(The task): Print all records exactly, leaving nothing out.

━━━ Exercise inputs

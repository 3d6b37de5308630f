//! Bidirectional mapping between database ids and dense solver indices.

use std::collections::HashMap;

/// Bijection between domain ids and dense indices `0..len`.
///
/// Built once per run from the snapshot ordering and discarded at run end;
/// the forward map answers id lookups, the reverse array restores ids when
/// the solution is read back.
#[derive(Debug, Clone)]
pub struct IdIndex {
    forward: HashMap<i64, usize>,
    reverse: Vec<i64>,
}

impl IdIndex {
    /// Builds the index from an id sequence. Returns the offending id if a
    /// duplicate is encountered.
    pub fn from_ids(ids: impl Iterator<Item = i64>) -> Result<IdIndex, i64> {
        let mut forward = HashMap::new();
        let mut reverse = Vec::new();
        for id in ids {
            if forward.insert(id, reverse.len()).is_some() {
                return Err(id);
            }
            reverse.push(id);
        }
        Ok(IdIndex { forward, reverse })
    }

    /// Dense index for a database id.
    pub fn idx(&self, id: i64) -> Option<usize> {
        self.forward.get(&id).copied()
    }

    /// Database id for a dense index.
    pub fn id(&self, idx: usize) -> i64 {
        self.reverse[idx]
    }

    pub fn len(&self) -> usize {
        self.reverse.len()
    }

    pub fn is_empty(&self) -> bool {
        self.reverse.is_empty()
    }
}

#[cfg(test)]
mod tests {
    use super::*;

    #[test]
    fn maps_both_directions() {
        let index = IdIndex::from_ids([10, 30, 20].into_iter()).unwrap();
        assert_eq!(index.len(), 3);
        assert_eq!(index.idx(10), Some(0));
        assert_eq!(index.idx(30), Some(1));
        assert_eq!(index.idx(20), Some(2));
        assert_eq!(index.idx(99), None);
        for i in 0..index.len() {
            assert_eq!(index.idx(index.id(i)), Some(i));
        }
    }

    #[test]
    fn rejects_duplicates() {
        assert_eq!(IdIndex::from_ids([1, 2, 1].into_iter()).unwrap_err(), 1);
    }
}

━━━━━━

(Solution for this exercise):
repository 3d6b37de5308630f
//! Bidirectional mapping between database ids and dense solver indices.

use std::collections::HashMap;

/// Bijection between domain ids and dense indices `0..len`.
///
/// Built once per run from the snapshot ordering and discarded at run end;
/// the forward map answers id lookups, the reverse array restores ids when
/// the solution is read back.
#[derive(Debug, Clone)]
pub struct IdIndex {
    forward: HashMap<i64, usize>,
    reverse: Vec<i64>,
}

impl IdIndex {
    /// Builds the index from an id sequence. Returns the offending id if a
    /// duplicate is encountered.
    pub fn from_ids(ids: impl Iterator<Item = i64>) -> Result<IdIndex, i64> {
        let mut forward = HashMap::new();
        let mut reverse = Vec::new();
        for id in ids {
            if forward.insert(id, reverse.len()).is_some() {
                return Err(id);
            }
            reverse.push(id);
        }
        Ok(IdIndex { forward, reverse })
    }

    /// Dense index for a database id.
    pub fn idx(&self, id: i64) -> Option<usize> {
        self.forward.get(&id).copied()
    }

    /// Database id for a dense index.
    pub fn id(&self, idx: usize) -> i64 {
        self.reverse[idx]
    }

    pub fn len(&self) -> usize {
        self.reverse.len()
    }

    pub fn is_empty(&self) -> bool {
        self.reverse.is_empty()
    }
}

#[cfg(test)]
mod tests {
    use super::*;

    #[test]
    fn maps_both_directions() {
        let index = IdIndex::from_ids([10, 30, 20].into_iter()).unwrap();
        assert_eq!(index.len(), 3);
        assert_eq!(index.idx(10), Some(0));
        assert_eq!(index.idx(30), Some(1));
        assert_eq!(index.idx(20), Some(2));
        assert_eq!(index.idx(99), None);
        for i in 0..index.len() {
            assert_eq!(index.idx(index.id(i)), Some(i));
        }
    }

    #[test]
    fn rejects_duplicates() {
        assert_eq!(IdIndex::from_ids([1, 2, 1].into_iter()).unwrap_err(), 1);
    }
}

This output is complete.